The summit register was very cool – it had been placed there by Jennifer Roach before she was a Roach. The paper was a doctors pad advertising birth control pills I think – odd! There were very few signatures even though it had been there for quite a while – the last signatures were from Teresa and Kirk (Teresa's 2nd trip). One guy had made a funny comment – he described Peak Nine as a PNP (poop in pants) peak. Hilarious!

Clouds were already forming so after 25 minutes we started down, expecting it to take a long time. Downclimbing our ascent route to the summit block was out of the question, but we decided to search for Teresa's 3rd-4th class route before breaking out the rope and setting up a rappel. We were about to give up when we finally found it. It was quite far away from the summit on the east ridge and was marked by a cairn. To me it felt like only 3rd class because I downclimbed it easily facing out (I usually face in when downclimbing 4th class stuff). Indeed, this route is very hard to pick out from below. Its at least comforting to know that that whatever you climb up, you should be able to find this easy route to get back down.

For some reason the return trip went much more smoothly and we made good time getting back. We found ourselves at the end of the ramp at 11:15. Or next goal was Storm King Peak. The skies were looking worse by the minute but we hoped we could make a quick ascent before things got ugly. We bee-lined it toward the Peak Eight – Peak Nine saddle and soon heard some distant thunder. Crap – hopefully it will go away. Up and over the saddle we went, getting out our ice axes to descend the moderate snow on the other side. Thankfully it had softened up enough that crampons weren't necessary.

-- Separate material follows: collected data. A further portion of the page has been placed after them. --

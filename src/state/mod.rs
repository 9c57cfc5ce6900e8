use crate::api::ApiClient;
use leptos::prelude::*;

/// Process-wide state is limited to the API client configuration.
/// Each view owns its collection, loading flag and error banner; nothing
/// list-shaped is shared or cached across routes.
#[derive(Clone)]
pub(crate) struct AppState {
    pub api_client: RwSignal<ApiClient>,
}

impl AppState {
    pub fn new() -> Self {
        Self {
            api_client: RwSignal::new(ApiClient::from_env()),
        }
    }
}

impl Default for AppState {
    fn default() -> Self {
        Self::new()
    }
}

#[derive(Clone)]
pub(crate) struct AppContext(pub AppState);
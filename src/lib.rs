mod api;
mod app;
mod components;
mod models;
mod pages;
mod state;
mod util;

use leptos::prelude::*;

// Needed for `#[wasm_bindgen(start)]` on the wasm entrypoint.
#[cfg(all(target_arch = "wasm32", not(test)))]
use wasm_bindgen::prelude::wasm_bindgen;

// Only register the WASM start function for normal builds (not for tests),
// otherwise wasm-bindgen-test will end up with multiple entry symbols.
#[cfg_attr(all(target_arch = "wasm32", not(test)), wasm_bindgen(start))]
pub fn main() {
    console_error_panic_hook::set_once();
    mount_to_body(crate::app::App);
}
use crate::components::navbar::Navbar;
use crate::pages::{AjouterLivrePage, FormulairePage, ListeLivresPage, RechercherPage};
use crate::state::{AppContext, AppState};
use leptos::prelude::*;
use leptos_router::components::{Route, Router, Routes};
use leptos_router::path;

#[component]
pub fn App() -> impl IntoView {
    provide_context(AppContext(AppState::new()));

    // IMPORTANT:
    // - Leptos CSR requires the `csr` feature on `leptos`.
    // - router hooks require a <Router> context.
    view! {
        <Router>
            <Navbar />
            <Routes fallback=|| view! { <div class="px-4 py-8 text-xs text-muted-foreground">"Page introuvable"</div> }>
                <Route path=path!("liste-livres") view=ListeLivresPage />
                <Route path=path!("rechercher") view=RechercherPage />
                <Route path=path!("ajouter-livre") view=AjouterLivrePage />
                <Route path=path!("") view=FormulairePage />
            </Routes>
        </Router>
    }
}
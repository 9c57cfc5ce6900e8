use leptos::prelude::*;
use leptos_ui::clx;

mod components {
    use super::*;
    clx! {Card, div, "bg-card text-card-foreground flex flex-col gap-4 rounded-xl border py-6 shadow-sm"}
    clx! {CardHeader, div, "flex flex-col items-start gap-1.5 px-6"}
    clx! {CardTitle, h2, "leading-none font-semibold"}
    clx! {CardContent, div, "px-6"}
    clx! {CardDescription, p, "text-muted-foreground text-sm"}
    clx! {CardFooter, footer, "flex items-center px-6", "gap-2"}

    clx! {CardGrid, ul, "grid grid-cols-1 gap-4 sm:grid-cols-2 lg:grid-cols-3"}
    clx! {CardGridItem, li, "flex"}
}

#[allow(unused_imports)]
pub use components::*;
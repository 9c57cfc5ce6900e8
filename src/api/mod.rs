use crate::models::{Livre, LivreId, NouveauLivre};
use serde::{Deserialize, Serialize};

#[derive(Clone, Debug, PartialEq, Eq)]
pub(crate) enum ApiErrorKind {
    Network,
    Http,
    Parse,
}

#[derive(Clone, Debug)]
pub(crate) struct ApiError {
    pub kind: ApiErrorKind,
    pub message: String,
}

impl std::fmt::Display for ApiError {
    fn fmt(&self, f: &mut std::fmt::Formatter<'_>) -> std::fmt::Result {
        write!(f, "{}", self.message)
    }
}

impl ApiError {
    fn network(e: reqwest::Error) -> Self {
        Self {
            kind: ApiErrorKind::Network,
            message: e.to_string(),
        }
    }

    fn parse(e: impl std::fmt::Display) -> Self {
        Self {
            kind: ApiErrorKind::Parse,
            message: e.to_string(),
        }
    }

    fn http(status: reqwest::StatusCode, body: &str) -> Self {
        Self {
            kind: ApiErrorKind::Http,
            message: remote_message(status, body),
        }
    }
}

/// Failure detail shown to the user: the backend's structured `message`
/// field when the body carries one, otherwise the status line.
fn remote_message(status: reqwest::StatusCode, body: &str) -> String {
    serde_json::from_str::<serde_json::Value>(body)
        .ok()
        .and_then(|v| {
            v.get("message")
                .and_then(|m| m.as_str())
                .map(|s| s.to_string())
        })
        .unwrap_or_else(|| format!("Request failed ({status})"))
}

pub(crate) type ApiResult<T> = Result<T, ApiError>;

#[derive(Serialize, Deserialize, Clone, Debug)]
pub(crate) struct EnvConfig {
    pub api_url: String,
}

impl EnvConfig {
    pub fn new() -> Self {
        let default_api_url = "http://localhost:3000".to_string();

        // We support BOTH `window.ENV.API_URL` (documented in README) and
        // `window.ENV.api_url` (legacy/implementation detail) for compatibility.
        if let Some(window) = web_sys::window() {
            if let Some(env) = window.get("ENV") {
                if !env.is_undefined() && env.is_object() {
                    // 1) Prefer README style: API_URL
                    if let Ok(api_url) = js_sys::Reflect::get(&env, &"API_URL".into()) {
                        if let Some(url_str) = api_url.as_string() {
                            return Self { api_url: url_str };
                        }
                    }

                    // 2) Fallback: api_url
                    if let Ok(api_url) = js_sys::Reflect::get(&env, &"api_url".into()) {
                        if let Some(url_str) = api_url.as_string() {
                            return Self { api_url: url_str };
                        }
                    }
                }
            }
        }

        Self {
            api_url: default_api_url,
        }
    }
}

impl Default for EnvConfig {
    fn default() -> Self {
        Self::new()
    }
}

/// Thin client over the remote book store. No auth, no retries: every
/// failure is surfaced to the calling view as an [`ApiError`].
#[derive(Clone)]
pub(crate) struct ApiClient {
    pub(crate) base_url: String,
}

impl ApiClient {
    pub fn new(base_url: String) -> Self {
        Self { base_url }
    }

    pub fn from_env() -> Self {
        Self::new(EnvConfig::new().api_url)
    }

    fn livres_url(&self) -> String {
        format!("{}/listLivres", self.base_url)
    }

    fn livre_url(&self, id: &LivreId) -> String {
        format!("{}/listLivres/{}", self.base_url, id)
    }

    /// Full catalog, in remote storage order.
    pub async fn list_livres(&self) -> ApiResult<Vec<Livre>> {
        let client = reqwest::Client::new();
        let res = client
            .get(self.livres_url())
            .send()
            .await
            .map_err(ApiError::network)?;

        if res.status().is_success() {
            res.json().await.map_err(ApiError::parse)
        } else {
            let status = res.status();
            let body = res.text().await.unwrap_or_default();
            Err(ApiError::http(status, &body))
        }
    }

    /// Creates a book and returns the stored record with its assigned id.
    /// The caller validates the payload before invoking this.
    pub async fn create_livre(&self, nouveau: &NouveauLivre) -> ApiResult<Livre> {
        let client = reqwest::Client::new();
        let res = client
            .post(self.livres_url())
            .json(nouveau)
            .send()
            .await
            .map_err(ApiError::network)?;

        if res.status().is_success() {
            res.json().await.map_err(ApiError::parse)
        } else {
            let status = res.status();
            let body = res.text().await.unwrap_or_default();
            Err(ApiError::http(status, &body))
        }
    }

    /// Removes one record. The response body is ignored; only the status
    /// matters. Failure messages carry the deletion prefix so views can
    /// surface them as-is.
    pub async fn delete_livre(&self, id: &LivreId) -> ApiResult<()> {
        let client = reqwest::Client::new();
        let res = client
            .delete(self.livre_url(id))
            .header("Content-Type", "application/json")
            .send()
            .await
            .map_err(|e| ApiError {
                kind: ApiErrorKind::Network,
                message: format!("Erreur lors de la suppression du livre : {}", e),
            })?;

        if res.status().is_success() {
            Ok(())
        } else {
            let status = res.status();
            let body = res.text().await.unwrap_or_default();
            Err(ApiError {
                kind: ApiErrorKind::Http,
                message: format!(
                    "Erreur lors de la suppression du livre : {}",
                    remote_message(status, &body)
                ),
            })
        }
    }
}

#[cfg(test)]
mod tests {
    use super::*;

    #[test]
    fn test_api_client_new() {
        let client = ApiClient::new("http://localhost:3000".to_string());
        assert_eq!(client.base_url, "http://localhost:3000");
    }

    #[test]
    fn test_endpoint_urls() {
        let client = ApiClient::new("http://localhost:3000".to_string());
        assert_eq!(client.livres_url(), "http://localhost:3000/listLivres");
        assert_eq!(
            client.livre_url(&LivreId::Num(12)),
            "http://localhost:3000/listLivres/12"
        );
        assert_eq!(
            client.livre_url(&LivreId::Text("a1b2".to_string())),
            "http://localhost:3000/listLivres/a1b2"
        );
    }

    #[test]
    fn test_remote_message_prefers_structured_field() {
        let msg = remote_message(
            reqwest::StatusCode::NOT_FOUND,
            r#"{"message": "Livre introuvable"}"#,
        );
        assert_eq!(msg, "Livre introuvable");
    }

    #[test]
    fn test_remote_message_falls_back_to_status() {
        let msg = remote_message(reqwest::StatusCode::INTERNAL_SERVER_ERROR, "<html>oops</html>");
        assert_eq!(msg, "Request failed (500 Internal Server Error)");

        // JSON body without a `message` string falls back too.
        let msg = remote_message(reqwest::StatusCode::BAD_REQUEST, r#"{"code": 42}"#);
        assert_eq!(msg, "Request failed (400 Bad Request)");
    }

    #[test]
    fn test_http_error_keeps_kind() {
        let e = ApiError::http(reqwest::StatusCode::BAD_GATEWAY, "");
        assert_eq!(e.kind, ApiErrorKind::Http);
        assert_eq!(e.to_string(), "Request failed (502 Bad Gateway)");
    }
}
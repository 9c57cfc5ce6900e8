use leptos::prelude::*;
use tw_merge::tw_merge;
use wasm_bindgen::JsCast;

#[component]
pub fn Input(
    // Styling
    #[prop(into, optional)] class: String,

    // Common HTML attributes
    #[prop(into, default = "text")] r#type: &'static str,
    #[prop(into, optional)] placeholder: String,
    #[prop(into, optional)] name: String,
    #[prop(into, optional)] id: String,
    #[prop(into, optional)] min: Option<&'static str>,
    #[prop(optional)] disabled: bool,
    #[prop(optional)] required: bool,

    // Two-way binding
    //
    // NOTE: We intentionally avoid `bind:value=...` here because Leptos binding
    // APIs/macros have changed across versions, and Trunk builds for wasm32 in CI.
    // This manual wiring is stable.
    #[prop(into)] bind_value: RwSignal<String>,

    // Fired on every edit, after `bind_value` is updated. Forms use it
    // to clear stale success/error messages while the user types.
    #[prop(optional, into)] on_edit: Option<Callback<()>>,
) -> impl IntoView {
    let merged_class = tw_merge!(
        "placeholder:text-muted-foreground border-input flex h-9 w-full min-w-0 rounded-md border bg-transparent px-3 py-1 text-base shadow-xs transition-[color,box-shadow] outline-none disabled:pointer-events-none disabled:cursor-not-allowed disabled:opacity-50 md:text-sm",
        "focus-visible:border-ring focus-visible:ring-ring/50",
        "focus-visible:ring-2",
        class
    );

    let on_input = move |ev: web_sys::Event| {
        if let Some(target) = ev.target() {
            if let Some(input) = target.dyn_ref::<web_sys::HtmlInputElement>() {
                bind_value.set(input.value());
                if let Some(cb) = on_edit {
                    cb.run(());
                }
            }
        }
    };

    view! {
        <input
            data-name="Input"
            type=r#type
            class=merged_class
            placeholder=placeholder
            name=name
            id=id
            min=min
            disabled=disabled
            required=required
            prop:value=move || bind_value.get()
            on:input=on_input
        />
    }
}
use leptos::prelude::*;
use tw_merge::tw_merge;
use wasm_bindgen::JsCast;

/// Native `<select>` wrapped with the kit's styling and a string signal.
/// Options are plain `<option>` children provided by the caller.
#[component]
pub fn Select(
    #[prop(into, optional)] class: String,
    #[prop(into, optional)] id: String,
    #[prop(into, default = "Options".into())] aria_label: String,
    #[prop(into)] bind_value: RwSignal<String>,
    children: Children,
) -> impl IntoView {
    let merged_class = tw_merge!(
        "border-input flex h-9 w-full rounded-md border bg-transparent px-3 py-1 text-sm shadow-xs outline-none transition-[color,box-shadow] hover:cursor-pointer disabled:pointer-events-none disabled:opacity-50",
        "focus-visible:border-ring focus-visible:ring-ring/50 focus-visible:ring-2",
        class
    );

    let on_change = move |ev: web_sys::Event| {
        if let Some(target) = ev.target() {
            if let Some(select) = target.dyn_ref::<web_sys::HtmlSelectElement>() {
                bind_value.set(select.value());
            }
        }
    };

    view! {
        <select
            data-name="Select"
            class=merged_class
            id=id
            aria-label=aria_label
            prop:value=move || bind_value.get()
            on:change=on_change
        >
            {children()}
        </select>
    }
}
pub mod alert;
pub mod badge;
pub mod button;
pub mod card;
pub mod cover;
pub mod input;
pub mod label;
pub mod modal;
pub mod select;
pub mod spinner;

// Re-export component symbols so callers can `use crate::components::ui::Button` etc.
pub use alert::*;
pub use badge::*;
pub use button::*;
#[allow(unused_imports)]
pub use card::*;
pub use cover::*;
pub use input::*;
pub use label::*;
pub use modal::*;
pub use select::*;
pub use spinner::*;
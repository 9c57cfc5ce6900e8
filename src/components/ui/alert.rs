use icons::X;
use leptos::prelude::*;
use leptos_ui::clx;
use tw_merge::*;

mod components {
    use super::*;
    clx! {Alert, div, "relative w-full rounded-lg border px-4 py-3 text-sm [&>svg+div]:translate-y-[-3px] [&>svg]:absolute [&>svg]:left-4 [&>svg]:top-4 [&>svg]:text-foreground [&>svg~*]:pl-7"}
    clx! {AlertTitle, h4, "mb-1 font-medium tracking-tight leading-none"}
    clx! {AlertDescription, p, "text-sm [&_p]:leading-relaxed"}
}

#[allow(unused_imports)]
pub use components::*;

/// Banner with a close button, for remote-error and success messages.
/// The owning view clears `message` on dismiss.
#[component]
pub fn DismissibleAlert(
    #[prop(into)] message: RwSignal<Option<String>>,
    #[prop(optional, into)] class: String,
) -> impl IntoView {
    let merged_class = tw_merge!("mb-4 flex items-start justify-between gap-2", class);

    view! {
        <Show when=move || message.get().is_some() fallback=|| ().into_view()>
            <Alert class=merged_class.clone()>
                <AlertDescription>
                    {move || message.get().unwrap_or_default()}
                </AlertDescription>
                <button
                    type="button"
                    class="shrink-0 rounded-sm p-1 hover:bg-accent [&_svg:not([class*='size-'])]:size-4"
                    aria-label="Fermer"
                    on:click=move |_| message.set(None)
                >
                    <X />
                </button>
            </Alert>
        </Show>
    }
}
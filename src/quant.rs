pub mod broadcast;
pub mod pricing;
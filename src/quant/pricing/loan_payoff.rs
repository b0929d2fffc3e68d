//! # Loan Payoff
//!
//! $$
//! L = F\,\Phi(-a) + \mathbb E\!\left[A_T\mid f_{1j}\right]\Phi(a-s),\qquad
//! a=\frac{\ln F-m}{s},\qquad s=\sigma\sqrt{T}\sqrt{1-\rho^2}
//! $$
//!
//! Expected payoff at maturity of a zero-coupon loan with face value `F`,
//! conditional on a realization `f1j` of the systematic asset index.
//!
//! The index starts at `ival` and carries the firm's total volatility:
//! `ln f1j = ln ival - sig^2 T / 2 + sig sqrt(T) Z`. The firm loads `rho` on `Z`
//! and `sqrt(1 - rho^2)` on an independent shock, which is integrated out in
//! closed form, so the conditional log asset value is normal with mean
//! `m = (1 - rho) ln ival + rho ln f1j - (1 - rho) sig^2 T / 2` and standard
//! deviation `s`. The payoff is the face value less a zero-rate Black-Scholes
//! put on the conditional asset value struck at `F`.
use impl_new_derive::ImplNew;
use ndarray::Array;
use ndarray::ArrayBase;
use ndarray::ArrayD;
use ndarray::Data;
use ndarray::Dimension;
use ndarray::Zip;

use crate::error::PayoffError;
use crate::quant::broadcast::broadcast_shape;
use crate::quant::broadcast::Operand;

/// `ln sqrt(2 pi)`
const LN_SQRT_2PI: f64 = 0.918_938_533_204_672_8;

/// Standard normal CDF through `erfc`, accurate to a few ulp in both tails.
fn norm_cdf(x: f64) -> f64 {
  0.5 * libm::erfc(-x / std::f64::consts::SQRT_2)
}

/// `ln Phi(x)`. Once `Phi(x)` leaves the normal `f64` range (`x < -37.5`) the
/// Mills-ratio series is used, truncated after the `x^-8` term.
fn ln_norm_cdf(x: f64) -> f64 {
  let p = norm_cdf(x);
  if p >= f64::MIN_POSITIVE {
    return p.ln();
  }

  let u = -x;
  let v = 1.0 / (u * u);
  let series = 1.0 - v * (1.0 - 3.0 * v * (1.0 - 5.0 * v * (1.0 - 7.0 * v)));
  -0.5 * x * x - u.ln() - LN_SQRT_2PI + series.ln()
}

/// `weight * Phi(x)`, formed in log space when the weight overflows or the
/// probability underflows.
fn weighted_cdf(weight: f64, log_weight: f64, x: f64) -> f64 {
  let p = norm_cdf(x);
  if weight.is_finite() && p >= f64::MIN_POSITIVE {
    weight * p
  } else {
    (log_weight + ln_norm_cdf(x)).exp()
  }
}

/// Runtime configuration for [`LoanPayoffEngine`].
#[derive(Clone, Copy, Debug)]
pub struct LoanPayoffConfig {
  /// At or below this idiosyncratic standard deviation the payoff is the
  /// deterministic `min(exp(m), F)`.
  pub min_idiosyncratic_std: f64,
  /// Grids with at least this many scenarios are evaluated on the rayon pool.
  pub parallel_threshold: usize,
}

impl Default for LoanPayoffConfig {
  fn default() -> Self {
    Self {
      min_idiosyncratic_std: 1e-10,
      parallel_threshold: 100_000,
    }
  }
}

/// Distribution of the log asset value at maturity given one systematic scenario.
#[derive(Clone, Copy, Debug, PartialEq)]
pub struct ConditionalMoments {
  /// Conditional mean of `ln A_T`
  pub log_mean: f64,
  /// Standard deviation of the idiosyncratic part of `ln A_T`
  pub idiosyncratic_std: f64,
}

impl ConditionalMoments {
  /// `E[A_T | f1j]`
  pub fn expected_asset_value(&self) -> f64 {
    (self.log_mean + 0.5 * self.idiosyncratic_std.powi(2)).exp()
  }
}

/// Conditional moments of the firm's log asset value for a single scenario.
pub fn conditional_moments(f1j: f64, ival: f64, rho: f64, sig: f64, t: f64) -> ConditionalMoments {
  let total_var = sig * sig * t;

  ConditionalMoments {
    log_mean: (1.0 - rho) * ival.ln() + rho * f1j.ln() - 0.5 * (1.0 - rho) * total_var,
    idiosyncratic_std: ((1.0 - rho * rho) * total_var).max(0.0).sqrt(),
  }
}

/// The six model inputs, each a scalar or an array broadcastable against the others.
#[derive(Debug)]
pub struct LoanInputs<'a> {
  /// Face value due at maturity
  pub face: Operand<'a>,
  /// Systematic asset value scenarios
  pub f1j: Operand<'a>,
  /// Initial asset value
  pub ival: Operand<'a>,
  /// Loading on the systematic factor
  pub rho: Operand<'a>,
  /// Asset volatility
  pub sig: Operand<'a>,
  /// Time to maturity in years
  pub t: Operand<'a>,
}

impl<'a> LoanInputs<'a> {
  pub fn new(
    face: impl Into<Operand<'a>>,
    f1j: impl Into<Operand<'a>>,
    ival: impl Into<Operand<'a>>,
    rho: impl Into<Operand<'a>>,
    sig: impl Into<Operand<'a>>,
    t: impl Into<Operand<'a>>,
  ) -> Self {
    Self {
      face: face.into(),
      f1j: f1j.into(),
      ival: ival.into(),
      rho: rho.into(),
      sig: sig.into(),
      t: t.into(),
    }
  }

  /// Check every entry of every input against its domain.
  pub fn validate(&self) -> Result<(), PayoffError> {
    self.face.ensure_positive("face")?;
    self.f1j.ensure_positive("f1j")?;
    self.ival.ensure_positive("ival")?;
    self.rho.ensure_unit_interval("rho")?;
    self.sig.ensure_positive("sig")?;
    self.t.ensure_positive("t")
  }

  /// Broadcast shape of the output grid.
  pub fn shape(&self) -> Result<Vec<usize>, PayoffError> {
    broadcast_shape(&[
      ("face", self.face.shape()),
      ("f1j", self.f1j.shape()),
      ("ival", self.ival.shape()),
      ("rho", self.rho.shape()),
      ("sig", self.sig.shape()),
      ("t", self.t.shape()),
    ])
  }
}

#[derive(Clone, Copy, Debug)]
struct Scenario {
  face: f64,
  t: f64,
  moments: ConditionalMoments,
}

/// Vectorized evaluator of the loan payoff and the quantities derived from it.
#[derive(Clone, Debug)]
pub struct LoanPayoffEngine {
  config: LoanPayoffConfig,
}

impl Default for LoanPayoffEngine {
  fn default() -> Self {
    Self::new(LoanPayoffConfig::default())
  }
}

impl LoanPayoffEngine {
  pub fn new(config: LoanPayoffConfig) -> Self {
    Self { config }
  }

  pub fn config(&self) -> &LoanPayoffConfig {
    &self.config
  }

  /// Expected lender payoff per scenario, `0 <= L <= F`.
  pub fn payoff(&self, inputs: &LoanInputs<'_>) -> Result<ArrayD<f64>, PayoffError> {
    self.evaluate(inputs, |engine, sc| {
      engine.payoff_kernel(sc.face, &sc.moments)
    })
  }

  /// Probability, given the scenario, that assets end below the face value.
  pub fn default_probability(&self, inputs: &LoanInputs<'_>) -> Result<ArrayD<f64>, PayoffError> {
    self.evaluate(inputs, |engine, sc| {
      engine.default_probability_kernel(sc.face, &sc.moments)
    })
  }

  /// `F - L` per scenario.
  pub fn expected_loss(&self, inputs: &LoanInputs<'_>) -> Result<ArrayD<f64>, PayoffError> {
    self.evaluate(inputs, |engine, sc| {
      sc.face - engine.payoff_kernel(sc.face, &sc.moments)
    })
  }

  /// Continuously compounded spread `ln(F / L) / T` implied by the payoff.
  pub fn yield_spread(&self, inputs: &LoanInputs<'_>) -> Result<ArrayD<f64>, PayoffError> {
    self.evaluate(inputs, |engine, sc| {
      let payoff = engine
        .payoff_kernel(sc.face, &sc.moments)
        .max(f64::MIN_POSITIVE);
      (sc.face / payoff).ln() / sc.t
    })
  }

  fn is_degenerate(&self, moments: &ConditionalMoments) -> bool {
    moments.idiosyncratic_std <= self.config.min_idiosyncratic_std
  }

  fn payoff_kernel(&self, face: f64, moments: &ConditionalMoments) -> f64 {
    if self.is_degenerate(moments) {
      return moments.log_mean.exp().min(face);
    }

    let s = moments.idiosyncratic_std;
    let a = (face.ln() - moments.log_mean) / s;
    let repaid = weighted_cdf(face, face.ln(), -a);
    let recovery = weighted_cdf(
      moments.expected_asset_value(),
      moments.log_mean + 0.5 * s * s,
      a - s,
    );

    (repaid + recovery).clamp(0.0, face)
  }

  fn default_probability_kernel(&self, face: f64, moments: &ConditionalMoments) -> f64 {
    if self.is_degenerate(moments) {
      return if moments.log_mean < face.ln() { 1.0 } else { 0.0 };
    }

    norm_cdf((face.ln() - moments.log_mean) / moments.idiosyncratic_std)
  }

  fn evaluate<K>(&self, inputs: &LoanInputs<'_>, kernel: K) -> Result<ArrayD<f64>, PayoffError>
  where
    K: Fn(&Self, &Scenario) -> f64 + Send + Sync,
  {
    inputs.validate()?;
    let shape = inputs.shape()?;

    let face = inputs.face.broadcast_to("face", &shape)?;
    let f1j = inputs.f1j.broadcast_to("f1j", &shape)?;
    let ival = inputs.ival.broadcast_to("ival", &shape)?;
    let rho = inputs.rho.broadcast_to("rho", &shape)?;
    let sig = inputs.sig.broadcast_to("sig", &shape)?;
    let t = inputs.t.broadcast_to("t", &shape)?;

    let scenarios = shape.iter().product::<usize>();
    let parallel = scenarios >= self.config.parallel_threshold;
    tracing::debug!(?shape, scenarios, parallel, "evaluating loan grid");

    let moments_zip = Zip::from(&f1j).and(&ival).and(&rho).and(&sig).and(&t);
    let moments = if parallel {
      moments_zip.par_map_collect(|&f1j, &ival, &rho, &sig, &t| {
        conditional_moments(f1j, ival, rho, sig, t)
      })
    } else {
      moments_zip.map_collect(|&f1j, &ival, &rho, &sig, &t| {
        conditional_moments(f1j, ival, rho, sig, t)
      })
    };

    if scenarios > 0 && moments.iter().all(|m| self.is_degenerate(m)) {
      tracing::trace!("no idiosyncratic risk left, payoff is deterministic");
    }

    let payoff_zip = Zip::from(&moments).and(&face).and(&t);
    let out = if parallel {
      payoff_zip.par_map_collect(|&moments, &face, &t| kernel(self, &Scenario { face, t, moments }))
    } else {
      payoff_zip.map_collect(|&moments, &face, &t| kernel(self, &Scenario { face, t, moments }))
    };

    if let Some(index) = out.iter().position(|v| !v.is_finite()) {
      tracing::warn!(index, "non-finite loan payoff");
      return Err(PayoffError::NumericalInstability { index });
    }

    Ok(out)
  }
}

/// Expected lender payoff at maturity for every scenario in `f1j`.
///
/// Each argument is an `f64` or a borrowed array; all are broadcast together
/// and the result has the broadcast shape.
pub fn loan_payoff<'a>(
  face: impl Into<Operand<'a>>,
  f1j: impl Into<Operand<'a>>,
  ival: impl Into<Operand<'a>>,
  rho: impl Into<Operand<'a>>,
  sig: impl Into<Operand<'a>>,
  t: impl Into<Operand<'a>>,
) -> Result<ArrayD<f64>, PayoffError> {
  LoanPayoffEngine::default().payoff(&LoanInputs::new(face, f1j, ival, rho, sig, t))
}

/// A loan with scalar parameters, priced over a scenario grid of any rank.
#[derive(ImplNew, Clone, Copy, Debug)]
pub struct LoanPayoff {
  /// Face value due at maturity
  pub face: f64,
  /// Initial asset value
  pub ival: f64,
  /// Loading on the systematic factor
  pub rho: f64,
  /// Asset volatility
  pub sig: f64,
  /// Time to maturity in years
  pub t: f64,
}

impl LoanPayoff {
  pub fn validate(&self) -> Result<(), PayoffError> {
    for (name, value) in [
      ("face", self.face),
      ("ival", self.ival),
      ("sig", self.sig),
      ("t", self.t),
    ] {
      Operand::from(value).ensure_positive(name)?;
    }
    Operand::from(self.rho).ensure_unit_interval("rho")
  }

  /// Payoff over `f1j`, keeping its dimensionality.
  pub fn payoff<S, D>(&self, f1j: &ArrayBase<S, D>) -> Result<Array<f64, D>, PayoffError>
  where
    S: Data<Elem = f64>,
    D: Dimension,
  {
    self.payoff_with(&LoanPayoffEngine::default(), f1j)
  }

  pub fn payoff_with<S, D>(
    &self,
    engine: &LoanPayoffEngine,
    f1j: &ArrayBase<S, D>,
  ) -> Result<Array<f64, D>, PayoffError>
  where
    S: Data<Elem = f64>,
    D: Dimension,
  {
    let grid = engine.payoff(&self.inputs(f1j))?;
    Self::restore_dim(grid, f1j)
  }

  pub fn default_probability<S, D>(&self, f1j: &ArrayBase<S, D>) -> Result<Array<f64, D>, PayoffError>
  where
    S: Data<Elem = f64>,
    D: Dimension,
  {
    let grid = LoanPayoffEngine::default().default_probability(&self.inputs(f1j))?;
    Self::restore_dim(grid, f1j)
  }

  fn inputs<'a, S, D>(&self, f1j: &'a ArrayBase<S, D>) -> LoanInputs<'a>
  where
    S: Data<Elem = f64>,
    D: Dimension,
  {
    LoanInputs::new(self.face, f1j, self.ival, self.rho, self.sig, self.t)
  }

  fn restore_dim<S, D>(grid: ArrayD<f64>, f1j: &ArrayBase<S, D>) -> Result<Array<f64, D>, PayoffError>
  where
    S: Data<Elem = f64>,
    D: Dimension,
  {
    let shape = grid.shape().to_vec();
    grid
      .into_dimensionality::<D>()
      .map_err(|_| PayoffError::ShapeMismatch {
        name: "f1j",
        shape: f1j.shape().to_vec(),
        target: shape,
      })
  }
}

Unfortunately the skies weren't looking good and I knew it wasn't a good idea to climb Storm King. Dominic returned to camp and I followed shortly afterward after I did some pouting. How appropriate – stormed out of climbing Storm King Peak! I got back at 12:15, annoyed that it was so early and there was nothing I could do but take another nap.

The storm was a good one and large chunks of hail bombarded our tent as I slipped in and out of consciousness. We woke up shortly after 4 and monitored the skies – grey but stable. I think Dominic felt bad that I was so upset about turning back from Storm King earlier because he suggested we give it another go. We scrambled to get ready again and set off at 4:25. We climbed the southwest ridge route which involved some fun but easy scrambling. The rock was a little wet, but not too bad. At 5:33 we were standing on the summit. Quick trip! It was dinnertime and the summit was cold so we only stayed for ten minutes or so before descending. We got back to camp at 6:37.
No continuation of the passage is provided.